Regulation of cardiovascular signaling by kinins and products of similar converting enzyme systems -: Downregulation of bradykinin B2 receptor in human fibroblasts during prolonged agonist exposure

Sustained activation of G protein-coupled receptors results in an attenuation of cellular responses, a phenomenon termed desensitization. Whereas mechanisms for rapid desensitization of ligand-receptor-G protein-effector systems are relatively well characterized, much less is known about long-term adaptation processes that occur in the continuous presence of an agonist. Here we have studied the fate of endogenously expressed bradykinin B-2 receptors on human fibroblasts during prolonged agonist treatment. Stimulation with bradykinin for up to 24 h resulted in a 50% reduction of surface binding sites that was paralleled by a similar decrease of total B-2 receptor protein followed by Western blotting using monoclonal antibodies to the B-2 receptor.
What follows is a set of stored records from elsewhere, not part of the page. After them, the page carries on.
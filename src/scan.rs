//! Candidate discovery and ordering.
//!
//! Stage 1 of the assembly pipeline. Lists the input directory
//! (non-recursive), keeps entries whose extension is on the frame allow-list,
//! and orders them by the configured [`SortMode`].
//!
//! ## Filtering Rules
//!
//! - Only the extension is consulted: `.jpg .jpeg .png .bmp .gif`,
//!   case-insensitive. A `.txt` file that happens to contain image bytes is
//!   skipped; a corrupt `.png` is kept here and fails later, at decode.
//! - Directories are skipped, even ones named like `album.png`.
//! - Nothing else is special-cased — dotfiles with a matching extension are
//!   candidates like any other file.
//!
//! Discovery itself returns entries in filename order, so `ByModifiedTime`
//! runs are reproducible: equal timestamps fall back to name order.

use crate::config::SortMode;
use std::fs;
use std::path::{Path, PathBuf};
use std::time::SystemTime;
use thiserror::Error;

#[derive(Error, Debug)]
pub enum ScanError {
    #[error("failed to read directory {}: {source}", .path.display())]
    DirectoryRead {
        path: PathBuf,
        source: std::io::Error,
    },
    #[error(
        "no supported image files in {} (supported: .jpg, .jpeg, .png, .bmp, .gif)",
        .0.display()
    )]
    NoImagesFound(PathBuf),
}

/// Extensions accepted as animation frames.
pub const FRAME_EXTENSIONS: &[&str] = &["jpg", "jpeg", "png", "bmp", "gif"];

/// One qualifying directory entry, not yet decoded.
#[derive(Debug, Clone)]
pub struct Candidate {
    pub path: PathBuf,
    /// Bare file name — the sort key for [`SortMode::ByName`] and the name
    /// reported when this file later fails to decode.
    pub file_name: String,
    /// Last-modified timestamp — the sort key for [`SortMode::ByModifiedTime`].
    pub modified: SystemTime,
}

/// List all candidate frames directly inside `dir`, in filename order.
///
/// Fails with [`ScanError::NoImagesFound`] when the filtered list is empty;
/// an unreadable directory or entry is [`ScanError::DirectoryRead`].
pub fn discover(dir: &Path) -> Result<Vec<Candidate>, ScanError> {
    let read_dir = fs::read_dir(dir).map_err(|source| ScanError::DirectoryRead {
        path: dir.to_path_buf(),
        source,
    })?;

    let mut candidates = Vec::new();
    for entry in read_dir {
        let entry = entry.map_err(|source| ScanError::DirectoryRead {
            path: dir.to_path_buf(),
            source,
        })?;
        let path = entry.path();
        if !is_frame_source(&path) {
            continue;
        }
        let modified = entry
            .metadata()
            .and_then(|meta| meta.modified())
            .map_err(|source| ScanError::DirectoryRead {
                path: path.clone(),
                source,
            })?;
        candidates.push(Candidate {
            file_name: entry.file_name().to_string_lossy().into_owned(),
            path,
            modified,
        });
    }

    if candidates.is_empty() {
        return Err(ScanError::NoImagesFound(dir.to_path_buf()));
    }

    candidates.sort_by(|a, b| a.file_name.cmp(&b.file_name));
    Ok(candidates)
}

/// Order candidates per the configured sort mode.
///
/// Both sorts are stable. `ByModifiedTime` therefore keeps the discovery
/// (filename) order for files sharing a timestamp.
pub fn sort_candidates(candidates: &mut [Candidate], mode: SortMode) {
    match mode {
        SortMode::ByName => candidates.sort_by(|a, b| a.file_name.cmp(&b.file_name)),
        SortMode::ByModifiedTime => candidates.sort_by_key(|c| c.modified),
    }
}

fn is_frame_source(path: &Path) -> bool {
    if !path.is_file() {
        return false;
    }
    let ext = path
        .extension()
        .map(|e| e.to_string_lossy().to_lowercase())
        .unwrap_or_default();
    FRAME_EXTENSIONS.contains(&ext.as_str())
}
//! CLI output formatting.
//!
//! Each outcome has a pure `format_*` function (returns a `String`, no I/O,
//! unit testable) and a thin `print_*` wrapper that writes to the right
//! stream: reports go to stdout, errors to stderr.

use crate::assemble::AssemblyReport;
use std::fmt::Display;

/// One-line success summary: `Generated <path> (<N> frames)`.
pub fn format_report(report: &AssemblyReport) -> String {
    format!(
        "Generated {} ({} frames)",
        report.output_path.display(),
        report.frame_count
    )
}

/// Machine-readable report, pretty-printed JSON.
pub fn format_report_json(report: &AssemblyReport) -> serde_json::Result<String> {
    serde_json::to_string_pretty(report)
}

/// Uniform failure line: `Error: <message>`.
pub fn format_error(err: &impl Display) -> String {
    format!("Error: {err}")
}

pub fn print_report(report: &AssemblyReport) {
    println!("{}", format_report(report));
}

pub fn print_error(err: &impl Display) {
    eprintln!("{}", format_error(err));
}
Whereas B-2 receptor mRNA levels did not change during 24 h of agonist treatment, B-2 receptor de novo synthesis was attenuated by 35-50%, indicating translational control of B-2 receptor levels. Furthermore, the half-life of B-2 receptor protein was shortened by 20-40% as shown by S-35-labeled pulse-chase and immunoprecipitation experiments. This study demonstrates that bradykinin B-2 receptor expression during long-term agonist treatment is primarily regulated on the (post) translational level, i.e., by attenuation of de novo synthesis and by reduction of receptor stability.